Se da questo preludio, caro lettore, giudichi che si stia preparando un’avventura sentimentale, ti sbagli di grosso. Pregusti sentimenti, poesia, sogni ad occhi aperti? Immagini passione, emozione e melodramma? Ebbene calmati e riporta le speranze a un livello più basso. Hai davanti qualcosa di concreto, freddo e solido; qualcosa di altrettanto romantico di un lunedì mattina per colui che si sveglia e sa di doversi alzare per andare al lavoro.

Ambientato nello Yorkshire durante il periodo delle guerre napoleoniche, dei blocchi economici, della rivoluzione industriale e del luddismo,  il romanzo si apre sulle gravi difficoltà in cui si dibattevano i proprietari delle industrie tessili in cui trovava occupazione la maggior parte della popolazione della zona. Gli imprenditori, fortemente indebitati a causa delle tasse e delle restrizioni nelle esportazioni, avevano i magazzini stracolmi di merce invenduta; al contempo si trovavano a dover sedare lo scontento della classe operaia, stremata dalla fame, che si opponeva con azioni di vero e proprio sabotaggio all’introduzione dei macchinari a vapore considerati responsabili della riduzione dei posti di lavoro.

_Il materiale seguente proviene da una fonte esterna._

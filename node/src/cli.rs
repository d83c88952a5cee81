//! # CLI Interface
//!
//! Command-line structure for the `keyward` binary, via `clap` derive.
//! Every `run` flag can also come from a `KEYWARD_*` environment variable,
//! which is how secrets are expected to arrive in production.

use clap::{ArgGroup, Parser, Subcommand, ValueEnum};
use std::path::PathBuf;

use keyward_gateway::config::{
    DEFAULT_METRICS_PORT, DEFAULT_POLICY_PATH, DEFAULT_PORT, DEFAULT_POLICY_TIMEOUT,
};

use crate::logging::LogFormat;

/// Keyward custody signing gateway.
///
/// Holds one private key, signs and broadcasts transactions on behalf of
/// callers, and asks a Lua policy script before every signature.
#[derive(Parser, Debug)]
#[command(
    name = "keyward",
    about = "Policy-gated custody signing gateway for EVM chains",
    version,
    propagate_version = true
)]
pub struct KeywardCli {
    #[command(subcommand)]
    pub command: Commands,
}

#[derive(Subcommand, Debug)]
pub enum Commands {
    /// Start the gateway.
    Run(RunArgs),
    /// Evaluate a policy file against a single transaction and print the verdict.
    CheckPolicy(CheckPolicyArgs),
    /// Print version information and exit.
    Version,
}

/// How nonces for the custody account are assigned.
#[derive(Debug, Clone, Copy, PartialEq, Eq, ValueEnum)]
pub enum NonceStrategy {
    /// Ask the node for the pending nonce on every request.
    Chain,
    /// Seed once from the node, then count in memory.
    Local,
}

/// Arguments for the `run` subcommand.
#[derive(Parser, Debug)]
#[command(group(ArgGroup::new("key").required(true).args(["private_key", "keystore"])))]
pub struct RunArgs {
    /// Ethereum JSON-RPC endpoint.
    #[arg(long, env = "KEYWARD_RPC_URL", default_value = "http://127.0.0.1:8545")]
    pub rpc_url: String,

    /// Hex-encoded custody private key.
    ///
    /// Prefer the environment variable or a keystore; flags end up in shell
    /// history and process listings.
    #[arg(long, env = "KEYWARD_PRIVATE_KEY", hide_env_values = true)]
    pub private_key: Option<String>,

    /// Encrypted JSON keystore holding the custody key.
    #[arg(long, env = "KEYWARD_KEYSTORE", requires = "passphrase")]
    pub keystore: Option<PathBuf>,

    /// Passphrase for `--keystore`.
    #[arg(long, env = "KEYWARD_PASSPHRASE", hide_env_values = true)]
    pub passphrase: Option<String>,

    /// Chain id to sign for. Queried from the node when omitted.
    #[arg(long, env = "KEYWARD_CHAIN_ID")]
    pub chain_id: Option<u64>,

    /// Lua policy file. Re-read on SIGHUP.
    #[arg(long, env = "KEYWARD_POLICY", default_value = DEFAULT_POLICY_PATH)]
    pub policy: PathBuf,

    /// Policy evaluation deadline in milliseconds.
    #[arg(long, env = "KEYWARD_POLICY_TIMEOUT_MS", default_value_t = DEFAULT_POLICY_TIMEOUT.as_millis() as u64)]
    pub policy_timeout_ms: u64,

    /// Directory for the transaction ledger. Created if missing.
    #[arg(long, short = 'd', env = "KEYWARD_DATA_DIR", default_value = "./data")]
    pub data_dir: PathBuf,

    /// Port for the proxy API.
    #[arg(long, env = "KEYWARD_PORT", default_value_t = DEFAULT_PORT)]
    pub port: u16,

    /// Port for the Prometheus metrics endpoint.
    #[arg(long, env = "KEYWARD_METRICS_PORT", default_value_t = DEFAULT_METRICS_PORT)]
    pub metrics_port: u16,

    #[arg(long, env = "KEYWARD_NONCE_STRATEGY", value_enum, default_value_t = NonceStrategy::Chain)]
    pub nonce_strategy: NonceStrategy,

    /// Basic-auth user for the proxy routes. Auth is off unless both user
    /// and password are set.
    #[arg(long, env = "KEYWARD_BASIC_AUTH_USER", requires = "basic_auth_pass")]
    pub basic_auth_user: Option<String>,

    #[arg(long, env = "KEYWARD_BASIC_AUTH_PASS", hide_env_values = true, requires = "basic_auth_user")]
    pub basic_auth_pass: Option<String>,

    #[arg(long, env = "KEYWARD_LOG_FORMAT", value_enum, default_value_t = LogFormat::Pretty)]
    pub log_format: LogFormat,
}

/// Arguments for the `check-policy` subcommand.
#[derive(Parser, Debug)]
pub struct CheckPolicyArgs {
    /// Lua policy file to evaluate.
    #[arg(long, default_value = DEFAULT_POLICY_PATH)]
    pub policy: PathBuf,

    /// Destination address. Omit for a contract deployment.
    #[arg(long)]
    pub to: Option<String>,

    /// Amount in wei, decimal.
    #[arg(long, default_value = "0")]
    pub value: String,

    /// Hex calldata.
    #[arg(long, default_value = "")]
    pub data: String,

    #[arg(long, default_value_t = DEFAULT_POLICY_TIMEOUT.as_millis() as u64)]
    pub policy_timeout_ms: u64,
}

#[cfg(test)]
mod tests {
    use super::*;
    use clap::CommandFactory;

    #[test]
    fn verify_cli_structure() {
        KeywardCli::command().debug_assert();
    }

    #[test]
    fn run_requires_a_key() {
        let res = KeywardCli::try_parse_from(["keyward", "run"]);
        assert!(res.is_err());
    }

    #[test]
    fn run_defaults() {
        let cli = KeywardCli::try_parse_from(["keyward", "run", "--private-key", "0x01"]).unwrap();
        let Commands::Run(args) = cli.command else {
            panic!("expected run");
        };
        assert_eq!(args.port, DEFAULT_PORT);
        assert_eq!(args.metrics_port, DEFAULT_METRICS_PORT);
        assert_eq!(args.nonce_strategy, NonceStrategy::Chain);
        assert_eq!(args.policy, PathBuf::from(DEFAULT_POLICY_PATH));
        assert_eq!(args.policy_timeout_ms, 250);
        assert!(args.chain_id.is_none());
    }

    #[test]
    fn keystore_needs_passphrase() {
        let res = KeywardCli::try_parse_from(["keyward", "run", "--keystore", "key.json"]);
        assert!(res.is_err());
    }

    #[test]
    fn basic_auth_needs_both_halves() {
        let res = KeywardCli::try_parse_from([
            "keyward",
            "run",
            "--private-key",
            "0x01",
            "--basic-auth-user",
            "ops",
        ]);
        assert!(res.is_err());
    }

    #[test]
    fn parses_check_policy() {
        let cli = KeywardCli::try_parse_from([
            "keyward",
            "check-policy",
            "--policy",
            "rules.lua",
            "--value",
            "10",
        ])
        .unwrap();
        assert!(matches!(cli.command, Commands::CheckPolicy(_)));
    }
}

Tuttavia, pur abbracciando tematiche storico-sociali, il proposito iniziale dell’autrice viene parzialmente disatteso. Il suo sguardo infatti resta quello del ceto medio, degli imprenditori, degli uomini di Chiesa; fatica a identificarsi con le miserie di lavoratori sotto la soglia di povertà e neppure affonda nel fango e nell’ignoranza in cui si dibattevano le famiglie degli operai. Il suo è l’approccio onesto ma non esaustivo di una donna colta vissuta in ambienti austeri ma non degradati.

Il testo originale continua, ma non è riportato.